Katie Matthews, Entertainment Editor

After two years and 74 days of patiently waiting, the midnight of Sept. 2 finally came. My alarm went off at 11:55 and I spent the last five minutes before it was finally here staring at a picture of Adam Levine and crying.

Ever since June 20, 2012, I have been eagerly waiting for Maroon 5’s next album V to come out, and that night at 12:00 a.m. exactly, my dream came true. I could once again hear the beautiful voice of Adam Levine, the melodious chords of guitarist James Valentine, the harmonious chords of bassist Mickey Madden, the steady beat of drummer Matt Flynn, and the musical performance of keyboardists PJ Morton and Jesse Carmichael.

This highly anticipated album, including hit singles “Maps”, “It Was Always You”, and most recently “Animals”, is back on the same level of previous hit albums Hands All Over and Songs About Jane, which created the band’s colossal fan base.

V’s predecessor, Overexposed, is filled with pop-y, fluff songs that were not true to the band’s original work and disappointed many of their fans, including myself. The pop-filled songs were proof of the band’s conformity to pop culture instead of staying true to their music, which made me anxious about the fate of V.

They did not disappoint.

From ballads like “Lost Stars” (from the movie Begin Again) and “My Heart Is Open” (featuring Gwen Stefani) to pop-rock hits like “Shoot Love”, “Sugar”, and “Coming Back For You”, V is simply better than Overexposed.

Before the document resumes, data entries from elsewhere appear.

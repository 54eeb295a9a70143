//! Canonical cache key construction.

use serde_json::Value;

/// Build the storage key for a resource path and its parameters.
///
/// The key is `namespace + path + canonical parameter string`. Parameters
/// are sorted by name before serialization, so logically identical parameter
/// sets always collide to the same key regardless of construction order.
/// The portion after the namespace stays human-readable so that
/// pattern-based invalidation can match on it.
pub fn canonical_key(namespace: &str, path: &str, params: &[(&str, Value)]) -> String {
  let mut key = String::with_capacity(namespace.len() + path.len());
  key.push_str(namespace);
  key.push_str(path);
  key.push_str(&canonical_params(params));
  key
}

/// Canonical serialization of a parameter set.
///
/// Empty sets contribute nothing. Otherwise parameters render as a sorted
/// `?name=value&...` string, with non-string values in compact JSON.
pub fn canonical_params(params: &[(&str, Value)]) -> String {
  if params.is_empty() {
    return String::new();
  }

  let mut sorted: Vec<&(&str, Value)> = params.iter().collect();
  sorted.sort_by(|a, b| a.0.cmp(b.0));

  let mut out = String::from("?");
  for (i, (name, value)) in sorted.iter().enumerate() {
    if i > 0 {
      out.push('&');
    }
    out.push_str(name);
    out.push('=');
    match value {
      Value::String(s) => out.push_str(s),
      other => out.push_str(&other.to_string()),
    }
  }
  out
}

#[cfg(test)]
mod tests {
  use super::*;
  use serde_json::json;

  #[test]
  fn test_key_is_order_independent() {
    let a = canonical_key(
      "propfolio:",
      "/search/listings",
      &[("region", json!("van")), ("q", json!("river")), ("beds", json!(2))],
    );
    let b = canonical_key(
      "propfolio:",
      "/search/listings",
      &[("beds", json!(2)), ("q", json!("river")), ("region", json!("van"))],
    );
    assert_eq!(a, b);
  }

  #[test]
  fn test_key_shape() {
    let key = canonical_key(
      "propfolio:",
      "/search/listings",
      &[("q", json!("river")), ("beds", json!(2))],
    );
    assert_eq!(key, "propfolio:/search/listings?beds=2&q=river");
  }

  #[test]
  fn test_empty_params_add_nothing() {
    let key = canonical_key("propfolio:", "/portfolio/properties", &[]);
    assert_eq!(key, "propfolio:/portfolio/properties");
  }

  #[test]
  fn test_non_string_values_render_as_json() {
    let params = canonical_params(&[
      ("max_price", json!(750000)),
      ("active", json!(true)),
      ("tags", json!(["new", "waterfront"])),
    ]);
    assert_eq!(params, "?active=true&max_price=750000&tags=[\"new\",\"waterfront\"]");
  }

  #[test]
  fn test_different_params_produce_different_keys() {
    let a = canonical_key("ns:", "/search", &[("q", json!("river"))]);
    let b = canonical_key("ns:", "/search", &[("q", json!("ocean"))]);
    assert_ne!(a, b);
  }
}
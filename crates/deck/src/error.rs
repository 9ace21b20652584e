//! Library error types

use protocol::DeviceError;
use thiserror::Error;

/// Errors surfaced by the lifecycle manager
#[derive(Debug, Error)]
pub enum DeckError {
    /// Transport failure
    #[error(transparent)]
    Device(#[from] DeviceError),

    /// A handle with this path is already registered
    #[error("Device path already registered: {0}")]
    DuplicatePath(String),

    /// Image source missing or processing failed
    #[error("Image unavailable: {0}")]
    ImageUnavailable(String),

    /// The monitor has been closed
    #[error("Monitor is closed")]
    MonitorClosed,
}

impl DeckError {
    /// Numeric status code, matching the transport status table
    pub fn code(&self) -> i32 {
        match self {
            DeckError::Device(e) => e.code(),
            DeckError::DuplicatePath(_) => protocol::status::INVALID_PARAM,
            DeckError::ImageUnavailable(_) | DeckError::MonitorClosed => protocol::status::ERROR,
        }
    }
}

/// Type alias for library results
pub type Result<T> = std::result::Result<T, DeckError>;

The band centered on making this album representative of their career by pulling inspiration from songs like “She Will Be Loved” (Songs About Jane), “Payphone” (Overexposed), and “Wake Up Call” (It Won’t Be Soon Before Long) to make this album a giant melting pot of all of their best works.

The best song on V is definitely “Unkiss Me,” an upbeat number with really catchy lyrics that is like chart-topper “Misery” from Hands All Over. Levine’s signature, unique voice, the lyrics, and beat make this song so successful.

“Leaving California” takes the band back to their Songs About Jane period where almost every song was a hit.

However, not all the songs on V are successes.

“In Your Pocket” is a song similar to “The Man Who Never Lied” (Overexposed) in tempo and meaningless, pop-filled lyrics.

Although “New Love” and “Feelings” are slightly better, they’re still very much like the content of Overexposed, but their irresistibly catchy choruses make up for all the cliché pop beats and rhythms.

Ryan Tedder, front man of One Republic, collaborated with Maroon 5 on Overexposed and once again on V. Tedder’s effort on Overexposed was not successful, but the second time around, the collaboration definitely resulted in a better product.

Hopefully, Maroon 5 has learned their lesson that conformity is not always successful.

Overall, V is a success and was definitely worth the long wait. I can’t wait to see what Maroon 5 does next, but hopefully, I won’t have to wait two more years for the next album.